TASK GOAL: Do any lines in the data below contain "PartialEq"? If so, copy every one of them.

Collected data entries:
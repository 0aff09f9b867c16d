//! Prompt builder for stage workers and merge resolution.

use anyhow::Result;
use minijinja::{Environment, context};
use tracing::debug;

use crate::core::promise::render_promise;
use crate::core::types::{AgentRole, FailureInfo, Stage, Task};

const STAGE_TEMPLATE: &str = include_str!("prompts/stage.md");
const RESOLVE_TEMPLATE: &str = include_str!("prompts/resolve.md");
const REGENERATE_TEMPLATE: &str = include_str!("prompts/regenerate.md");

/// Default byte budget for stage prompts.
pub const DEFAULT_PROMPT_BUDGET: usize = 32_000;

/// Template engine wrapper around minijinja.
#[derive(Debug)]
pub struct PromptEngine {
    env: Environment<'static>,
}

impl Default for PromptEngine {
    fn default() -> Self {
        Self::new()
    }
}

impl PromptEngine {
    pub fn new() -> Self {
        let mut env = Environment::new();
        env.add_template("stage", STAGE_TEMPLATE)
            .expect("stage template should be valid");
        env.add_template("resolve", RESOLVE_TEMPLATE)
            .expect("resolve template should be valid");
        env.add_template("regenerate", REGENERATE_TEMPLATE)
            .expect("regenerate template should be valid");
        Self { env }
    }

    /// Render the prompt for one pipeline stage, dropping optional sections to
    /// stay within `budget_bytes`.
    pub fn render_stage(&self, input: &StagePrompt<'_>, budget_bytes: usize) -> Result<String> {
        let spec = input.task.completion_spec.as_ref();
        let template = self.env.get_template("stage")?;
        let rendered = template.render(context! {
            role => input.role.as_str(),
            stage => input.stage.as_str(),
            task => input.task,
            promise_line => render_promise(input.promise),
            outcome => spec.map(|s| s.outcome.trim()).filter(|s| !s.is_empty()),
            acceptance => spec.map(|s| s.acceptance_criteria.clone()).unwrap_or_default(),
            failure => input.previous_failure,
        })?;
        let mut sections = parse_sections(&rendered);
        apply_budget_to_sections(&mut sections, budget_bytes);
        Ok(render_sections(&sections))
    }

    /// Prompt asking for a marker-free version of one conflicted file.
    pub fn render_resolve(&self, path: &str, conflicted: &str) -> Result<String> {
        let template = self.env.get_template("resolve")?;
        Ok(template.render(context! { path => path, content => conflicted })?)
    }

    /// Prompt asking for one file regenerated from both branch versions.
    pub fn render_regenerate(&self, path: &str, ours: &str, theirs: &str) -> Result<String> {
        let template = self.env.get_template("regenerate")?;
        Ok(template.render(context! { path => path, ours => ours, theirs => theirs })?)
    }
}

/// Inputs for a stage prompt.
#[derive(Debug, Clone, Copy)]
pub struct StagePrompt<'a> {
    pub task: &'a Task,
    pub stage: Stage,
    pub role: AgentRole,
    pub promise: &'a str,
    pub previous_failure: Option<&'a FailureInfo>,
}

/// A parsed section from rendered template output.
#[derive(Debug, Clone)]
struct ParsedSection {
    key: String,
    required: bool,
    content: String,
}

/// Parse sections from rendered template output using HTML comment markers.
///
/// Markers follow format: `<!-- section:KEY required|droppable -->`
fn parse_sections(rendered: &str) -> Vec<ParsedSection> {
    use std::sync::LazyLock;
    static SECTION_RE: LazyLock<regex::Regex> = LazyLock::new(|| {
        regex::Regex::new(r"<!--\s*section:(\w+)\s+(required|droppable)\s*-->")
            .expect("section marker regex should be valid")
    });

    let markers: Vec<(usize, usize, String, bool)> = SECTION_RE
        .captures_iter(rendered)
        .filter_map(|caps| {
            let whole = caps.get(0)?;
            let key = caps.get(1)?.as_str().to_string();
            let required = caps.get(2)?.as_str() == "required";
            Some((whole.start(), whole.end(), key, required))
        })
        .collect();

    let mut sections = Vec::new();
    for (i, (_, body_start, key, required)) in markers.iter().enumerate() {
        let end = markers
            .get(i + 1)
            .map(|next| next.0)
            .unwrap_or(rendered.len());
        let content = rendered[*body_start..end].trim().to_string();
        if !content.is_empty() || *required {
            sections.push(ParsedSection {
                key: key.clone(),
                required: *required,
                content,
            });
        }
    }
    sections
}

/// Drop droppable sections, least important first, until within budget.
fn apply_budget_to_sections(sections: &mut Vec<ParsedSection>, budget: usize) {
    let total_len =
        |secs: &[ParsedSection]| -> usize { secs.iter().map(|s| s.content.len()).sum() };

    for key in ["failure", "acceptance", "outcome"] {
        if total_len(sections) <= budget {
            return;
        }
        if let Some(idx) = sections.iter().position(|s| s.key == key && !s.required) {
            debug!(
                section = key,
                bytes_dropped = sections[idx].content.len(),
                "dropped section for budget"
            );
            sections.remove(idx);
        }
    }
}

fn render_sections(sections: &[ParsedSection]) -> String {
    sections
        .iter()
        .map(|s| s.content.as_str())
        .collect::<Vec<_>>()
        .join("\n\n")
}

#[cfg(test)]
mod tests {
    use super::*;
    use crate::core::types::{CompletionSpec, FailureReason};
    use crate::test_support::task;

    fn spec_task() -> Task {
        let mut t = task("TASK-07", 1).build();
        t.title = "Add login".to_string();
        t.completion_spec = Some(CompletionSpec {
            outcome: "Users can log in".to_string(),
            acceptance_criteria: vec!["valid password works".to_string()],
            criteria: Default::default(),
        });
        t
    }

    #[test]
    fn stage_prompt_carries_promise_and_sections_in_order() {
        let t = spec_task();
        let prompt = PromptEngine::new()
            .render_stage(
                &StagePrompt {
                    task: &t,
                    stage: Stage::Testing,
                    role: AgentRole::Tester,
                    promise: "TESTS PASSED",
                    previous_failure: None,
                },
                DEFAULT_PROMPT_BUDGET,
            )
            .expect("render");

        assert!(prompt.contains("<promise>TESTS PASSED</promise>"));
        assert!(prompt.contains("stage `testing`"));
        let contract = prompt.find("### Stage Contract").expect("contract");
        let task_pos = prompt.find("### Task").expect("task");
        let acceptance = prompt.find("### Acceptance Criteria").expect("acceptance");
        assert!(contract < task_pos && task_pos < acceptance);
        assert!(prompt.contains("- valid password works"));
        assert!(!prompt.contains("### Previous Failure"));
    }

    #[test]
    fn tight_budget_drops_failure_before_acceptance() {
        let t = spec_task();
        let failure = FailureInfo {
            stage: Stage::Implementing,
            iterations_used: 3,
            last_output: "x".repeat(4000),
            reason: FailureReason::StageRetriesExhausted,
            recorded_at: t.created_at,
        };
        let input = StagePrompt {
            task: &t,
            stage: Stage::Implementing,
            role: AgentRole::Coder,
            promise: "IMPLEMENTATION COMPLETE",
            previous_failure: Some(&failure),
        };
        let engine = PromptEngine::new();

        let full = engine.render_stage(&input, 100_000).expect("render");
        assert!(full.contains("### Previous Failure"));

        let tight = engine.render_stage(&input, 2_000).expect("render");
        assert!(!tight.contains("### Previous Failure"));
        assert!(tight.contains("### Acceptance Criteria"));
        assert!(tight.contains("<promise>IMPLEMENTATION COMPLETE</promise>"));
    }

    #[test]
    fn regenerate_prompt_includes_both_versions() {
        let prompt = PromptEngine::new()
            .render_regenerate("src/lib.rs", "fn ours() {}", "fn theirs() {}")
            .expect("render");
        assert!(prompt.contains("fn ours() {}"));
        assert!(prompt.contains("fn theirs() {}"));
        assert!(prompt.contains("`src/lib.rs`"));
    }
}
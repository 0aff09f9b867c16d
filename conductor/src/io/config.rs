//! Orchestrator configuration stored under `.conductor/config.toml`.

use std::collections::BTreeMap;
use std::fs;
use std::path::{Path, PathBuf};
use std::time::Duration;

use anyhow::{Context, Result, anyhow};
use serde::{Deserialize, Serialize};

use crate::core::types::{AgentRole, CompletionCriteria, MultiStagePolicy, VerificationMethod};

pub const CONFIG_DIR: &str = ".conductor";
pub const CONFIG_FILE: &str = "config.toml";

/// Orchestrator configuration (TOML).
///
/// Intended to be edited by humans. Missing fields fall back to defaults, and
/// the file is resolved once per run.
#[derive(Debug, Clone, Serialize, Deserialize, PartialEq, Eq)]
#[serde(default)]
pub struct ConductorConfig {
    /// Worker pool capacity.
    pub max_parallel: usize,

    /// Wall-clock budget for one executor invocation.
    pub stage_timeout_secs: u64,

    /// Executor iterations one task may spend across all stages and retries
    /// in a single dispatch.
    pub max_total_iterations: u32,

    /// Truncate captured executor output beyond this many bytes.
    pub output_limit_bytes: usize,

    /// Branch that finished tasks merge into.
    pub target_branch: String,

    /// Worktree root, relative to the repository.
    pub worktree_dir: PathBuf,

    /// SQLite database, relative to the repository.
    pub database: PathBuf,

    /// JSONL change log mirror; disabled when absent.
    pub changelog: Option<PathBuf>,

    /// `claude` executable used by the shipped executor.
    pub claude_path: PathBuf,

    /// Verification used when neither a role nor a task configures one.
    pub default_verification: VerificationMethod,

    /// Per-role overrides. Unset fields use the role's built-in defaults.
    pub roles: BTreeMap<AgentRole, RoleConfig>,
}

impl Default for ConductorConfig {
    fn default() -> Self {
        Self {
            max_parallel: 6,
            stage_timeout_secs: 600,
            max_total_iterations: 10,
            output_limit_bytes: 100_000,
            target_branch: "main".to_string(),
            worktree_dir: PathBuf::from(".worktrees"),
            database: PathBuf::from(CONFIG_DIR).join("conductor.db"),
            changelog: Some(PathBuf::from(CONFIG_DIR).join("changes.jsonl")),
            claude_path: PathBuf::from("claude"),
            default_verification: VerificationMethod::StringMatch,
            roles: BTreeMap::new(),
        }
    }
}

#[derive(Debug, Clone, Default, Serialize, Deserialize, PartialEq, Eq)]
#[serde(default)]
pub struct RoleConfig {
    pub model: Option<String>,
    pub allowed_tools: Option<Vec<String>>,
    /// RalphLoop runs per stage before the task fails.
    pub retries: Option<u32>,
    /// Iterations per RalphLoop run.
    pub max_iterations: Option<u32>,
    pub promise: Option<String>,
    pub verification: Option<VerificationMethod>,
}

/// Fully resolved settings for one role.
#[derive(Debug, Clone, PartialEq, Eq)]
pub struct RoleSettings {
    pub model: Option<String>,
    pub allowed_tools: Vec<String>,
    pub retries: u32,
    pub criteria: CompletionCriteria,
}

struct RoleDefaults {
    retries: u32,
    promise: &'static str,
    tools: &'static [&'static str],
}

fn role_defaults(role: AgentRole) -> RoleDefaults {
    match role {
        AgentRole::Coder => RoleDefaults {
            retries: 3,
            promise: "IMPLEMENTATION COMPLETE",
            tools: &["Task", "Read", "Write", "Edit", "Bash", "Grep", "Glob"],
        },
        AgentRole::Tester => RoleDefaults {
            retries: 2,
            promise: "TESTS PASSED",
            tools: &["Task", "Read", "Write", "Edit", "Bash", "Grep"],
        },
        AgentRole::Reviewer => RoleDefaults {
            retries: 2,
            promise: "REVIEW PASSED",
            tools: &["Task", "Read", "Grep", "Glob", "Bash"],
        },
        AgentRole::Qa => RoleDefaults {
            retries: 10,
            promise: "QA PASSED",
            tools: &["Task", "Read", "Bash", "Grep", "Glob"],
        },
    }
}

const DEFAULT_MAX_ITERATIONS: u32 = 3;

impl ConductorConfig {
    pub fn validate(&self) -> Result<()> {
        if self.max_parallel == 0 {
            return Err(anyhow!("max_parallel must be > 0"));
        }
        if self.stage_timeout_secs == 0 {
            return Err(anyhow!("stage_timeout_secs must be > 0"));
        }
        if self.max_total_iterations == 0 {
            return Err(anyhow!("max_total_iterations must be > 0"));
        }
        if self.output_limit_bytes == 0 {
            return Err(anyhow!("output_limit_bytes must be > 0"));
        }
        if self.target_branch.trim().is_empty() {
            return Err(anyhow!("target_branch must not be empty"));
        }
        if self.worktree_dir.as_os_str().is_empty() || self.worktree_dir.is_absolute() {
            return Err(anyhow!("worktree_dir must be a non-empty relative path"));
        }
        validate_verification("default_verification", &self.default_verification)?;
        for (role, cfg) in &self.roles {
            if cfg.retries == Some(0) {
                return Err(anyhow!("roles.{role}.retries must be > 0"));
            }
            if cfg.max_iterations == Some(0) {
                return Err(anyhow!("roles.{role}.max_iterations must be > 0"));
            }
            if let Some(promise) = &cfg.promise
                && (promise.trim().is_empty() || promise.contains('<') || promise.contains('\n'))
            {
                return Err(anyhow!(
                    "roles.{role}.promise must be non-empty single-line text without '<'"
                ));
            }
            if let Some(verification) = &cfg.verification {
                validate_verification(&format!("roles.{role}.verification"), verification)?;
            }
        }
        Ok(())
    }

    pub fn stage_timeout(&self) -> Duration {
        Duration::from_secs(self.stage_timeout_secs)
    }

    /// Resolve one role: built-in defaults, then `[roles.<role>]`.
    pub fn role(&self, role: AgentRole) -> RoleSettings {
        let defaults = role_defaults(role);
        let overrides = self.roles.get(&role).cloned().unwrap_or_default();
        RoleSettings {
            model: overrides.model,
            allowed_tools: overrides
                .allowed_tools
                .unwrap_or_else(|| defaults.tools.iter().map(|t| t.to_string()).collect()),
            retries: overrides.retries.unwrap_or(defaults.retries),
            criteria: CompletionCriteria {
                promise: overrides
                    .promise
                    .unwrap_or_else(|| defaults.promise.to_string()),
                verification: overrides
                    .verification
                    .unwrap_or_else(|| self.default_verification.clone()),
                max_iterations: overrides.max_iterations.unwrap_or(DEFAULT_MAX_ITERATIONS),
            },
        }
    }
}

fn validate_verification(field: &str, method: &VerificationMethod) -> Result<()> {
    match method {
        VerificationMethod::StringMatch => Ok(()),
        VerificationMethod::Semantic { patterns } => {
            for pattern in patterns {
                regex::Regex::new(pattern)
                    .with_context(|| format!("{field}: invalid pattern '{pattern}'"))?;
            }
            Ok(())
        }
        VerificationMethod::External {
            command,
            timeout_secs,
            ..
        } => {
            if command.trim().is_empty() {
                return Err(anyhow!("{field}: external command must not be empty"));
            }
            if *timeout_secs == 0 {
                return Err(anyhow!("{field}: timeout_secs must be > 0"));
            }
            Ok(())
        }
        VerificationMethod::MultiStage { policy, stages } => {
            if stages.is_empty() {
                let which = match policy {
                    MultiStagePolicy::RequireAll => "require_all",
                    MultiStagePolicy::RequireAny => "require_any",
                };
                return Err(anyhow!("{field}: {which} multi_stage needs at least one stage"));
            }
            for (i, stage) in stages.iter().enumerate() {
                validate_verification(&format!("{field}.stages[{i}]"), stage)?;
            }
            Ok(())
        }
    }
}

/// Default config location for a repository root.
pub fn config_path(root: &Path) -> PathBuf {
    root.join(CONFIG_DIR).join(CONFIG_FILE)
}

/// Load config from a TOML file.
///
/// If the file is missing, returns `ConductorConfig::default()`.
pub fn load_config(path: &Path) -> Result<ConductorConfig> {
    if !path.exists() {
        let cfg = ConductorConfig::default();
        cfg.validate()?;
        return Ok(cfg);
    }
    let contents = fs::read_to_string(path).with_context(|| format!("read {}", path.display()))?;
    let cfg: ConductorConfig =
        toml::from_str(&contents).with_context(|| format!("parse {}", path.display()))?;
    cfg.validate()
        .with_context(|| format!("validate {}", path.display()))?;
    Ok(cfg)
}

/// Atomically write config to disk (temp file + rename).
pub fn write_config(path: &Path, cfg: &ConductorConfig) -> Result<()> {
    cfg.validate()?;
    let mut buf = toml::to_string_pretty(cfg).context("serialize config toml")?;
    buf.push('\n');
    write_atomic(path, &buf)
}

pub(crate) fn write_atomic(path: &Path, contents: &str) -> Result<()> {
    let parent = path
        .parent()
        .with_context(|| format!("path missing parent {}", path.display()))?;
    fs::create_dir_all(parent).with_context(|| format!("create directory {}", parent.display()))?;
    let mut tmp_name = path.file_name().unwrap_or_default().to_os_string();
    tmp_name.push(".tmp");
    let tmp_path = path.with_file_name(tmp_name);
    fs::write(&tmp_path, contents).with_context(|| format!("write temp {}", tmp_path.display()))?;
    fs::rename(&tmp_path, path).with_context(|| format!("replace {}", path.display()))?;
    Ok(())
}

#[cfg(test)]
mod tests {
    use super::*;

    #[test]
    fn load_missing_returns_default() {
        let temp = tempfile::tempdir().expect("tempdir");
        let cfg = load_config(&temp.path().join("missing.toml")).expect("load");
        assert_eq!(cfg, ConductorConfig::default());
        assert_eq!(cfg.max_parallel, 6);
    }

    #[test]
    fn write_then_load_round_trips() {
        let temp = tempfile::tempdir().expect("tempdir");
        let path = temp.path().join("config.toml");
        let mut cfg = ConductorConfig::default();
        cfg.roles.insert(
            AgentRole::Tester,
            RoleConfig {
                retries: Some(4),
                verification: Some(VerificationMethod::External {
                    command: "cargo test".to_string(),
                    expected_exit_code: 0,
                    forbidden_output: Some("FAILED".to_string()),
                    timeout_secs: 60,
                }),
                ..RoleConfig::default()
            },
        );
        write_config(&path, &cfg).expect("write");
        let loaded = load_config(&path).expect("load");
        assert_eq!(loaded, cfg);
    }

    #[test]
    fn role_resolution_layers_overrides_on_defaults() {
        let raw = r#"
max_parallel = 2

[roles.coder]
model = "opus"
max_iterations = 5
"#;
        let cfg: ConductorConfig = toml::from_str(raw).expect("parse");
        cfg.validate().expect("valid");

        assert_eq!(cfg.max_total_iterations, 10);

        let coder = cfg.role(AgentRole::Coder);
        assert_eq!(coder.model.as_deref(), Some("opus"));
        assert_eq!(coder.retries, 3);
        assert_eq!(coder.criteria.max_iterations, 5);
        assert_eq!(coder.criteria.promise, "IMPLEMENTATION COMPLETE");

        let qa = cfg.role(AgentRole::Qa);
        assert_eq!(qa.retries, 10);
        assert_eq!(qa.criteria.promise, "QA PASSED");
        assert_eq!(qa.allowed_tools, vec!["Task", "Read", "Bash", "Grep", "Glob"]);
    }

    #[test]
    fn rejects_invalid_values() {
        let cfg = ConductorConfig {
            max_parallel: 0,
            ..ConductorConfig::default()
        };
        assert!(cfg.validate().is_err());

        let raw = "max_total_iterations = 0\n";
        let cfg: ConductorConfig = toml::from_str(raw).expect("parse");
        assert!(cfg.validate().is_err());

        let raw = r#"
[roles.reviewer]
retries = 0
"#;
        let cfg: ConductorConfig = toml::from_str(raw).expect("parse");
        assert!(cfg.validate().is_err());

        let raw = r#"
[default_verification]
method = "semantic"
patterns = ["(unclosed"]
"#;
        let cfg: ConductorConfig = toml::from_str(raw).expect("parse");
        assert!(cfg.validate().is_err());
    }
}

TASK OUTPUT:
#[derive(Debug, Clone, Serialize, Deserialize, PartialEq, Eq)]
#[derive(Debug, Clone, Default, Serialize, Deserialize, PartialEq, Eq)]
#[derive(Debug, Clone, PartialEq, Eq)]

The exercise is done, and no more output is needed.